Select all lines in the records that include "written".

◆ **ENTRIES SHOWN**:
=======

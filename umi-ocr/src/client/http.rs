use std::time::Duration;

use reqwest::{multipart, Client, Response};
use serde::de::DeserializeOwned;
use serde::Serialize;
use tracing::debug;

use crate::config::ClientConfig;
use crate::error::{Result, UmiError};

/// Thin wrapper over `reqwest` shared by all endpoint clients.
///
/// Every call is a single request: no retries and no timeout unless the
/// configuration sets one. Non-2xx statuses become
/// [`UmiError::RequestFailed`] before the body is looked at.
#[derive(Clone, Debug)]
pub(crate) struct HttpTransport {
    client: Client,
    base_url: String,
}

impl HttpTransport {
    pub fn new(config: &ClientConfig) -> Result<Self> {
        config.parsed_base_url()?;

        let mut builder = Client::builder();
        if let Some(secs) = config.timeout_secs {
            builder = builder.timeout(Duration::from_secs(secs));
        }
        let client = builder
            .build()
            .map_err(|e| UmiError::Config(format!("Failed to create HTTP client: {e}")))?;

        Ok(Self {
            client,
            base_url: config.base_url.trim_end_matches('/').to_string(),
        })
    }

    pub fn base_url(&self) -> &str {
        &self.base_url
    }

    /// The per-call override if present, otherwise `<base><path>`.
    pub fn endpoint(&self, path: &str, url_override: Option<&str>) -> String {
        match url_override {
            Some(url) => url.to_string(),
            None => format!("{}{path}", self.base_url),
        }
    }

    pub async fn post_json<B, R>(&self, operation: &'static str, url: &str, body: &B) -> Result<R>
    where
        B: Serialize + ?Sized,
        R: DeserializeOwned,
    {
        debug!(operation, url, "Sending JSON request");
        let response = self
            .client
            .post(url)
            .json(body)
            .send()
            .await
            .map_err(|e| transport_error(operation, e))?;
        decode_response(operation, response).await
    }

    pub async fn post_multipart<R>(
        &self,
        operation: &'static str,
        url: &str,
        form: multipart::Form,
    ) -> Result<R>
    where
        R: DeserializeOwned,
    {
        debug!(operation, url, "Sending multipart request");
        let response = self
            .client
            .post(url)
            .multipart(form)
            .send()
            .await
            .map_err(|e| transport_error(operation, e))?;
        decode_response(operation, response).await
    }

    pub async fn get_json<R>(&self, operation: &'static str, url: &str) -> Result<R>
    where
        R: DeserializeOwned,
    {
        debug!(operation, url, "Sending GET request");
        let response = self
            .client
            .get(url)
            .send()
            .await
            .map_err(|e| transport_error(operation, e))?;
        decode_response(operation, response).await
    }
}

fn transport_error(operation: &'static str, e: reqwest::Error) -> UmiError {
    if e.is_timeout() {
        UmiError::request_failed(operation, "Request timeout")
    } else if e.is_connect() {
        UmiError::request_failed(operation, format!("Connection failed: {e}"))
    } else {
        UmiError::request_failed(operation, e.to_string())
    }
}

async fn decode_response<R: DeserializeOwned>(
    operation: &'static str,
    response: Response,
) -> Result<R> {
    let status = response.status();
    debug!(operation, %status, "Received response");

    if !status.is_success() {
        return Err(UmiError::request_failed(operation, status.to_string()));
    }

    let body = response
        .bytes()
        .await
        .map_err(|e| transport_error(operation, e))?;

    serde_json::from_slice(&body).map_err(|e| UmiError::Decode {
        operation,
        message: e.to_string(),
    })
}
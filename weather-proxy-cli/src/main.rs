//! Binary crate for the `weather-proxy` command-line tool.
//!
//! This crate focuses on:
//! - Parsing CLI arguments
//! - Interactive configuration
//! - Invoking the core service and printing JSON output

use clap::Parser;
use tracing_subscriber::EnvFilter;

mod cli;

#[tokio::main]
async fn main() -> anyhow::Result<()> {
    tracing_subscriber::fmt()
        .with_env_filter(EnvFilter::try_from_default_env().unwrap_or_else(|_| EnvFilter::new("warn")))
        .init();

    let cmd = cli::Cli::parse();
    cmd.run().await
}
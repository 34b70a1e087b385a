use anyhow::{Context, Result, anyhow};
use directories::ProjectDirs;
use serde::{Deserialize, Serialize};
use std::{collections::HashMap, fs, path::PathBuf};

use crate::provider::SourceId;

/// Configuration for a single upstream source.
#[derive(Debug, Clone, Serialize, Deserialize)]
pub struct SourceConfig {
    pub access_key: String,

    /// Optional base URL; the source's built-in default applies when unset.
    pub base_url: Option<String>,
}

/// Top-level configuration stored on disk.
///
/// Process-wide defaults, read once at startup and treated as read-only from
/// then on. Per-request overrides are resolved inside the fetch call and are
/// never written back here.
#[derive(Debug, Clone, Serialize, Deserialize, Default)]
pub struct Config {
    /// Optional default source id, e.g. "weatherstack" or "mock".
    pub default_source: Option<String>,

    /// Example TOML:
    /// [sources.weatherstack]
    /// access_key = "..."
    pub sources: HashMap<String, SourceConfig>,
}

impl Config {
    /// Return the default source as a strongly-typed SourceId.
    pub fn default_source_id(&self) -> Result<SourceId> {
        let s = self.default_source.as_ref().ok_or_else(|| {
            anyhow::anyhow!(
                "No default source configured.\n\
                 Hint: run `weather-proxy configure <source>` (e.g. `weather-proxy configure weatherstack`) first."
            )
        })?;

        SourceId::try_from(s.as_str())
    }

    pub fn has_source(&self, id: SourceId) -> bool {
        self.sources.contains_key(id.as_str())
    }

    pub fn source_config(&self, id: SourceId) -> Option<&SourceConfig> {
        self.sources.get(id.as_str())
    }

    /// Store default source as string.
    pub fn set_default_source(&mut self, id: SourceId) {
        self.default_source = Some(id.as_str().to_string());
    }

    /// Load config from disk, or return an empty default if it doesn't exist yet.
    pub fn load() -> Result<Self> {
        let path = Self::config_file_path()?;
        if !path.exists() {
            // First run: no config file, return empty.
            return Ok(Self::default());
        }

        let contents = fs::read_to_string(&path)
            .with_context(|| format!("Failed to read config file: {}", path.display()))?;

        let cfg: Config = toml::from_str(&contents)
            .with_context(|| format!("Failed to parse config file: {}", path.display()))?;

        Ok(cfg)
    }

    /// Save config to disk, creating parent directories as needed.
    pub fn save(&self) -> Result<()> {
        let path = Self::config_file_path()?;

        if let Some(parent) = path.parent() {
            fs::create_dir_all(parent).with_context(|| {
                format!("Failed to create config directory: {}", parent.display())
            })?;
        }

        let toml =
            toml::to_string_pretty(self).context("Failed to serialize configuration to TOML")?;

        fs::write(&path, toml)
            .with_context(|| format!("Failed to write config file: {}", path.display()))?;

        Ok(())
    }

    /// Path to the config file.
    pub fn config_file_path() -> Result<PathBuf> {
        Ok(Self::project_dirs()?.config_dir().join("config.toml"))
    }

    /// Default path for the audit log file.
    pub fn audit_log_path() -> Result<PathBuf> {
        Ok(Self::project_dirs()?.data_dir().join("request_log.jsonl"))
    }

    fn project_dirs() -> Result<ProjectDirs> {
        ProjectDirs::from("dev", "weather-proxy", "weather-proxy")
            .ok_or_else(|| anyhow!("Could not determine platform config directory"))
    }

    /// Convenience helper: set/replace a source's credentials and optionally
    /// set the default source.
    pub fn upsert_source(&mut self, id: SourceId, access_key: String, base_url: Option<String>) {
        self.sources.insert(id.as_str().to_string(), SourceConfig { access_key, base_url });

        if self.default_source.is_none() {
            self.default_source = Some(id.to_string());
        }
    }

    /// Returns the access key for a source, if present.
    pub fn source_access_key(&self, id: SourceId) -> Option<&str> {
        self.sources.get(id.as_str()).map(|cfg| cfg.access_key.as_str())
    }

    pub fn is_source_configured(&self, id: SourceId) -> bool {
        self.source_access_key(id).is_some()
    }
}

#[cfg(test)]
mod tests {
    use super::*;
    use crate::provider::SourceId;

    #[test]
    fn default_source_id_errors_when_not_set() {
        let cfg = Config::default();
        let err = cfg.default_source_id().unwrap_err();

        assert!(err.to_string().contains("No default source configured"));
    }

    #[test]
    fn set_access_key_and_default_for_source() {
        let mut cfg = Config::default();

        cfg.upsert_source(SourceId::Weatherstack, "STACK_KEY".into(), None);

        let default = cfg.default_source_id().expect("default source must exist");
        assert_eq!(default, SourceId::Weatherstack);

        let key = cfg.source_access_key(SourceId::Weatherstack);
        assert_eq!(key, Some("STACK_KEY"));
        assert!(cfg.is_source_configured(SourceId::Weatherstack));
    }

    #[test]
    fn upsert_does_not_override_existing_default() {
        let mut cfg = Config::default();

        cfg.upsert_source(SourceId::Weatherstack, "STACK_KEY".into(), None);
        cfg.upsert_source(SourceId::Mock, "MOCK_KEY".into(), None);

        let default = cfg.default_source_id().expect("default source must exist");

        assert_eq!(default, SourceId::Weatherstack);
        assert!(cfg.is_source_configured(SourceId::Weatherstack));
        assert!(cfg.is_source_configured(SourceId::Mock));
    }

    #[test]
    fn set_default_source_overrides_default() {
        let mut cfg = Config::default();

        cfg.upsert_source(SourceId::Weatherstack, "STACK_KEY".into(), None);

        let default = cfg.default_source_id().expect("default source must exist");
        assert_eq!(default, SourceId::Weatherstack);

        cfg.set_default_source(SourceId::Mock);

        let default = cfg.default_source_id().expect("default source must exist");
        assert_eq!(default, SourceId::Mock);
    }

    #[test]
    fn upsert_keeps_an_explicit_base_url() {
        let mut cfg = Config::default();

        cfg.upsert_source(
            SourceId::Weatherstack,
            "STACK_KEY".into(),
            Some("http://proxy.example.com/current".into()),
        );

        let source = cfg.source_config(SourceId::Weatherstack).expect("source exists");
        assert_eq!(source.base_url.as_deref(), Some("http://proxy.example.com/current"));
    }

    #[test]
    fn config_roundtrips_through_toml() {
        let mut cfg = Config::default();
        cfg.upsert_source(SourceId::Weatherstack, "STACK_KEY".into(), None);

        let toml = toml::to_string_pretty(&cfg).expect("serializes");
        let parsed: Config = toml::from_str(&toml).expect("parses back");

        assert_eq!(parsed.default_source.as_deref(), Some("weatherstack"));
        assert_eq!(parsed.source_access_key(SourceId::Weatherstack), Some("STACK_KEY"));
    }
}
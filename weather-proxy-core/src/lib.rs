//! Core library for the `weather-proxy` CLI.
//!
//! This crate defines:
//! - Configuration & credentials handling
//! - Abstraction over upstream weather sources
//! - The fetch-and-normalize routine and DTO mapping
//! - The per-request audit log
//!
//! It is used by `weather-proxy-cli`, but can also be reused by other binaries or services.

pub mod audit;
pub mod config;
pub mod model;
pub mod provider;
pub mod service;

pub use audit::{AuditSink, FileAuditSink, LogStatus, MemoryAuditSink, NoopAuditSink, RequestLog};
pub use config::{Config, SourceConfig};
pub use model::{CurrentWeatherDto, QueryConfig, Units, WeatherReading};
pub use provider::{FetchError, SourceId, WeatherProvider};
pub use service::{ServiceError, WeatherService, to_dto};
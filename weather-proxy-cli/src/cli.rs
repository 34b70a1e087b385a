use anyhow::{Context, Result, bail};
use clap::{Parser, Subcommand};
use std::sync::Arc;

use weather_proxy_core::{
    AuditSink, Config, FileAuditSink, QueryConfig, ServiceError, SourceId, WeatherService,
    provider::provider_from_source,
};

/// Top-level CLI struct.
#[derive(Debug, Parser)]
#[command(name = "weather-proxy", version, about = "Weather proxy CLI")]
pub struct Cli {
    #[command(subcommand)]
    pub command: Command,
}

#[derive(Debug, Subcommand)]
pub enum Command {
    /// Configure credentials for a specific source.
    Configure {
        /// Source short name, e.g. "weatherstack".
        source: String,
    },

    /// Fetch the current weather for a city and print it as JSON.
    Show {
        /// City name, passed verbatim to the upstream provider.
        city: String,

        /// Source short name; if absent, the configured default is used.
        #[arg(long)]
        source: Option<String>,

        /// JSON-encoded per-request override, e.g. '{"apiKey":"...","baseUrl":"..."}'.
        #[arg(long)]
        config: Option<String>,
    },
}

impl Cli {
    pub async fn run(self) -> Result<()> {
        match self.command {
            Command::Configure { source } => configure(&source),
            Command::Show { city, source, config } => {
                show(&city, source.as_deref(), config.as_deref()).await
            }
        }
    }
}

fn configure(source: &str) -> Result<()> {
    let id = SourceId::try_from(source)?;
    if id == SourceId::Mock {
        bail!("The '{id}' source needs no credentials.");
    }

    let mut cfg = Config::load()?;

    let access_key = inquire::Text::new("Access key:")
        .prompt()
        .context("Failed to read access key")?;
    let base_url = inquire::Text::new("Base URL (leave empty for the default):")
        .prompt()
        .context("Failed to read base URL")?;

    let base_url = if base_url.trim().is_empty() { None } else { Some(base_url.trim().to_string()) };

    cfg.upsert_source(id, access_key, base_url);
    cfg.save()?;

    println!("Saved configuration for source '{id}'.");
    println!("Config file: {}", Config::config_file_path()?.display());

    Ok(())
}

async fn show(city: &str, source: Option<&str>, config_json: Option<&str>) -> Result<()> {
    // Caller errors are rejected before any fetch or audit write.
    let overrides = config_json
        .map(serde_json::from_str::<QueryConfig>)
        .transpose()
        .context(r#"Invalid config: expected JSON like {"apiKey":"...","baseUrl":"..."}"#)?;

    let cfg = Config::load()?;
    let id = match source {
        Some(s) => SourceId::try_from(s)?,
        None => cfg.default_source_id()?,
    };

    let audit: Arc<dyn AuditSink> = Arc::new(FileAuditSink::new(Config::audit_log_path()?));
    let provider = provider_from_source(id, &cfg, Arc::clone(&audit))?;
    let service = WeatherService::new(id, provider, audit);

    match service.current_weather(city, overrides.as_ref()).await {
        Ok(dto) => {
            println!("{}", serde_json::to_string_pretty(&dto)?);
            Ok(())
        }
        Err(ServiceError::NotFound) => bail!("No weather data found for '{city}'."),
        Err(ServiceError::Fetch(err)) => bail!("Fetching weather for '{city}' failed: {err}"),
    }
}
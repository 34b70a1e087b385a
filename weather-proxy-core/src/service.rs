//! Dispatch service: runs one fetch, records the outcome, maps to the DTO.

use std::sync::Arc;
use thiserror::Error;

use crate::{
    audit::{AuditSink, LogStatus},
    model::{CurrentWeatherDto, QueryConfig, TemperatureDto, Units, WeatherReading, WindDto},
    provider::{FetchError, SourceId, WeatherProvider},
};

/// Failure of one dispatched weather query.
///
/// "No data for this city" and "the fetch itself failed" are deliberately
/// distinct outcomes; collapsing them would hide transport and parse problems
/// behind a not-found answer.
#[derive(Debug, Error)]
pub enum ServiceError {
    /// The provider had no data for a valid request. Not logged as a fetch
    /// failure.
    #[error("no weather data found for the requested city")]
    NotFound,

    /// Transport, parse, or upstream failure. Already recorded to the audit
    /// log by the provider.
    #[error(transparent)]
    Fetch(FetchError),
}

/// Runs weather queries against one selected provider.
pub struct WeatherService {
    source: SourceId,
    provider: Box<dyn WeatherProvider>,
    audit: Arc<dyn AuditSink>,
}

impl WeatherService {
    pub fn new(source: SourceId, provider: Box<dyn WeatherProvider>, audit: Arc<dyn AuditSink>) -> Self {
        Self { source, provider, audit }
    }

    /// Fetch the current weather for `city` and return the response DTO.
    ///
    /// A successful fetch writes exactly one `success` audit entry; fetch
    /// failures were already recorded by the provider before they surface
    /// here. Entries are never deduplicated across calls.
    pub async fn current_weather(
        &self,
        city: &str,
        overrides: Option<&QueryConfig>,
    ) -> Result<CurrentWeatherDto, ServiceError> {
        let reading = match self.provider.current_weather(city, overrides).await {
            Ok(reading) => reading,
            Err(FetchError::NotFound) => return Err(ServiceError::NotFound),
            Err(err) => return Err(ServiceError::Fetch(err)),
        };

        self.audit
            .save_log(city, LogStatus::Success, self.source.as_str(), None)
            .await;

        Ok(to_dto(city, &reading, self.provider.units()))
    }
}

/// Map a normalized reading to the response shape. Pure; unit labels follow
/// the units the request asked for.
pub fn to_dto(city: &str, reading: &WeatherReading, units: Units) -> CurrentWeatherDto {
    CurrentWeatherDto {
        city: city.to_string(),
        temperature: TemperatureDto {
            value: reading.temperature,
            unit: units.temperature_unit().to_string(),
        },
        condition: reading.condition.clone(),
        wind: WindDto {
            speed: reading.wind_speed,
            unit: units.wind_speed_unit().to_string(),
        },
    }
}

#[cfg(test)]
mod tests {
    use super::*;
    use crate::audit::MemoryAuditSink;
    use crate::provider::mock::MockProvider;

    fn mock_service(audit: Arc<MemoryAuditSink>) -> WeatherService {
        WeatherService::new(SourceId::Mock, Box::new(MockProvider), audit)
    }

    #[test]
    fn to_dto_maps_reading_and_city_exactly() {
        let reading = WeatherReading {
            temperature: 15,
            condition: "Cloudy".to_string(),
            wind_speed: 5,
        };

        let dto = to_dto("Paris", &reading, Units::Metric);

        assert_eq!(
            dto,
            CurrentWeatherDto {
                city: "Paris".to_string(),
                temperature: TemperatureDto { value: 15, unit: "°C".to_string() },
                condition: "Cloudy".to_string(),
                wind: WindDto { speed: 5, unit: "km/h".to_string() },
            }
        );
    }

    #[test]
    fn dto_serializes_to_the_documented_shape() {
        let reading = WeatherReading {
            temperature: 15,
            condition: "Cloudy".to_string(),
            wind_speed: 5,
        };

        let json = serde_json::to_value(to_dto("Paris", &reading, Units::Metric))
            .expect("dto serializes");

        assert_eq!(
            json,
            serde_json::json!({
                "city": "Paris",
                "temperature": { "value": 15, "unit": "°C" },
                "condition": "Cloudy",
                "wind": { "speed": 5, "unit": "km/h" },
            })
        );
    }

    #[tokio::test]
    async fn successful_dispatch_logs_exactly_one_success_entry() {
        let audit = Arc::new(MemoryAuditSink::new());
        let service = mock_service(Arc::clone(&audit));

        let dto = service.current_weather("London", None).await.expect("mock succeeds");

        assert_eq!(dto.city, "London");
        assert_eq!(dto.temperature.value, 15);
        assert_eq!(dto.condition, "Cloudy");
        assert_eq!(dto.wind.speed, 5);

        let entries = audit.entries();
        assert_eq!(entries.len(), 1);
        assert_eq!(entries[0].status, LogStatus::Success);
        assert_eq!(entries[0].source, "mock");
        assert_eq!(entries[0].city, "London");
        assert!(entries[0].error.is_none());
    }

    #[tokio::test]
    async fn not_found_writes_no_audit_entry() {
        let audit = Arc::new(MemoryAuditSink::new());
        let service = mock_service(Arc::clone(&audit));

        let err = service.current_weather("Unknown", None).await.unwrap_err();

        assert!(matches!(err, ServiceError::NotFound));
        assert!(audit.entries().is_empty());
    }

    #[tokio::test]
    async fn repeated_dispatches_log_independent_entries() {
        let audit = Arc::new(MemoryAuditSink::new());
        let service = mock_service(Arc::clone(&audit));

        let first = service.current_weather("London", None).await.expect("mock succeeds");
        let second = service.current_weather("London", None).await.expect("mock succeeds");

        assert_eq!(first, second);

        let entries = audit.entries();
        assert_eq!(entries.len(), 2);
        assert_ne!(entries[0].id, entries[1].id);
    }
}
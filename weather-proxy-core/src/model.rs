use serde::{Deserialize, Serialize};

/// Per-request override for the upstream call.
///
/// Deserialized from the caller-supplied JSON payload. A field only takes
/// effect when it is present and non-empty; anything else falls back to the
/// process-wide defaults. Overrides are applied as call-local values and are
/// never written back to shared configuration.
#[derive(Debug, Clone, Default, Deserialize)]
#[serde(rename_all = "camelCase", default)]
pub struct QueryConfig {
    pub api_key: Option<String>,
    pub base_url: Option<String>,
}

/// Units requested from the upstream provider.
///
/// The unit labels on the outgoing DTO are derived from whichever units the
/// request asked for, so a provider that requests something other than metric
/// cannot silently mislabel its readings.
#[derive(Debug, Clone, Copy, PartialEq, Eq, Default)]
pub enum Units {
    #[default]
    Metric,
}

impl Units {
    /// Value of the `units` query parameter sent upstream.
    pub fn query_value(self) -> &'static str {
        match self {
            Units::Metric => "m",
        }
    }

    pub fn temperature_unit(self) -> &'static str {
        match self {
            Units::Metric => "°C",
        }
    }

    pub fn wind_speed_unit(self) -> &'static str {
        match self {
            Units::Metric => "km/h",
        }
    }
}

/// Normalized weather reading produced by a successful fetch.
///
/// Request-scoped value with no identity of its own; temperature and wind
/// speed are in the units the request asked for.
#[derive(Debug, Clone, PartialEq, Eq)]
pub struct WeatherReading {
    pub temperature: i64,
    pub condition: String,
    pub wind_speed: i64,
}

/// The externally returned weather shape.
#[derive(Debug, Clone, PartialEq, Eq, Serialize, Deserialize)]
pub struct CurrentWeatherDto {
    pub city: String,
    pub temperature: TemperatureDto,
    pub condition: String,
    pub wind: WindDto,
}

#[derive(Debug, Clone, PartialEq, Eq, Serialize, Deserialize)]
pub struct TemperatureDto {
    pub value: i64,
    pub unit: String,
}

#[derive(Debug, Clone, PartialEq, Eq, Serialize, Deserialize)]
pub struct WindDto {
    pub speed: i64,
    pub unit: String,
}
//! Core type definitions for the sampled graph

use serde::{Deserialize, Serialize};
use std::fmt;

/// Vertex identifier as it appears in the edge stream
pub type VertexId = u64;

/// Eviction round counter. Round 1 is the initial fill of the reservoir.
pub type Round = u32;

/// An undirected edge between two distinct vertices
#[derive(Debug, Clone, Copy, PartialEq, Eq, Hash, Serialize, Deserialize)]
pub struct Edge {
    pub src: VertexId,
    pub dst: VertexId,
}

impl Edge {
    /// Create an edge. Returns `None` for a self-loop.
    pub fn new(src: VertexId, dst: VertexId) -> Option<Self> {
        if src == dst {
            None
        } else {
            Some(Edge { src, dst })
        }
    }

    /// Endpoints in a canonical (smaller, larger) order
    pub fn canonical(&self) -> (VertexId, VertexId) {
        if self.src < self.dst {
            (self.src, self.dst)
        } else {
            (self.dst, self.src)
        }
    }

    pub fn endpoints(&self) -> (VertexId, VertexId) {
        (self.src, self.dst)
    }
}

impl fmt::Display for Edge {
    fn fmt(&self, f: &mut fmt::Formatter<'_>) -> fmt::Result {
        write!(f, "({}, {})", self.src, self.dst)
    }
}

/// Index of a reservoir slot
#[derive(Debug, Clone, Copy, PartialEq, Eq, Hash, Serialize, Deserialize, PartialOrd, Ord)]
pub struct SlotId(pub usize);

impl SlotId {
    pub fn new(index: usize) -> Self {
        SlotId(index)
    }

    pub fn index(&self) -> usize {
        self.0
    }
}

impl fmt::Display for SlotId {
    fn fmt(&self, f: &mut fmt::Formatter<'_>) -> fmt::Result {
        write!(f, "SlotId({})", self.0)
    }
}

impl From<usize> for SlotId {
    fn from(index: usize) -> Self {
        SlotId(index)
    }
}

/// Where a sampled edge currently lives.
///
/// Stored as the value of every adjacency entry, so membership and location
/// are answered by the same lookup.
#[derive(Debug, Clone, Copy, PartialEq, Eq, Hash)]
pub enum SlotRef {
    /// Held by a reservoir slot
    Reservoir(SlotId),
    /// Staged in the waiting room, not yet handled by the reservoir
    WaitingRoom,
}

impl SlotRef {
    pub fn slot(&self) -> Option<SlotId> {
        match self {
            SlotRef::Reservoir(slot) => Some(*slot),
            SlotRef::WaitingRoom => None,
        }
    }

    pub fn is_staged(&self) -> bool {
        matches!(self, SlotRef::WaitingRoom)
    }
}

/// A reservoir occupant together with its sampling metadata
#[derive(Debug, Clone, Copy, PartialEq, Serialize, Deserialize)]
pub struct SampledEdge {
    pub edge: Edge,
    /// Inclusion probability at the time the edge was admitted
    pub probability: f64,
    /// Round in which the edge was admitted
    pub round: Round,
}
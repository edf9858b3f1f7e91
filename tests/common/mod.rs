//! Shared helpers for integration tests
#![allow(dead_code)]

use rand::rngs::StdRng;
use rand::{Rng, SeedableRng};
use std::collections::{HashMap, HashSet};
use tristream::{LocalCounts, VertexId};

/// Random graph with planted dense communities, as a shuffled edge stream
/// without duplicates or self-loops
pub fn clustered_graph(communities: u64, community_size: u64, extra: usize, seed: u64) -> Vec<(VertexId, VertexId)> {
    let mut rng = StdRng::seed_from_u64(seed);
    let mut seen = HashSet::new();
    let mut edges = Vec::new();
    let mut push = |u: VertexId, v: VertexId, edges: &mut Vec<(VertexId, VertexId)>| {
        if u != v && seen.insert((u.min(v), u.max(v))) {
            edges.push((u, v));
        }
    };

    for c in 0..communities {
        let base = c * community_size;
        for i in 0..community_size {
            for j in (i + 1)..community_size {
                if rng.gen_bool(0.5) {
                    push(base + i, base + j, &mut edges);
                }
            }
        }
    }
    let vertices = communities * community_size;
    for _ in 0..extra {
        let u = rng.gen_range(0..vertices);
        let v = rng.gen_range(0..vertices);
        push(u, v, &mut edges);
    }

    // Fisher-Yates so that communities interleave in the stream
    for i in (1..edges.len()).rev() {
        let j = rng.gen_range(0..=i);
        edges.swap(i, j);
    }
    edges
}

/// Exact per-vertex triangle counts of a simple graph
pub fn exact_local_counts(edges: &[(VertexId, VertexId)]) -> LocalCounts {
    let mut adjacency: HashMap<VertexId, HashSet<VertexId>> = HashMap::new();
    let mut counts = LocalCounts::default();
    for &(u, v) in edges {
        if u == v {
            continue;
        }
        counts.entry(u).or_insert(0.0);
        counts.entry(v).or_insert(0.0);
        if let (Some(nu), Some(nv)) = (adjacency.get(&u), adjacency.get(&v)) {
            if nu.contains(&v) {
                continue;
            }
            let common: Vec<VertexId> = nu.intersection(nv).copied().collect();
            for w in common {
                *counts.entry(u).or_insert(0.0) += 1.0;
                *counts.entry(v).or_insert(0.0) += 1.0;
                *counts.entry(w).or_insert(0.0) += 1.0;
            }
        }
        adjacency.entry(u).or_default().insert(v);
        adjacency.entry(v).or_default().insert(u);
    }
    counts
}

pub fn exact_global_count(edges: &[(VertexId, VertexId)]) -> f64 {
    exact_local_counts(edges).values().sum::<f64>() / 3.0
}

=======

◆ **RESULT OF THIS TASK**:
/// never written back here.
/// never written back to shared configuration.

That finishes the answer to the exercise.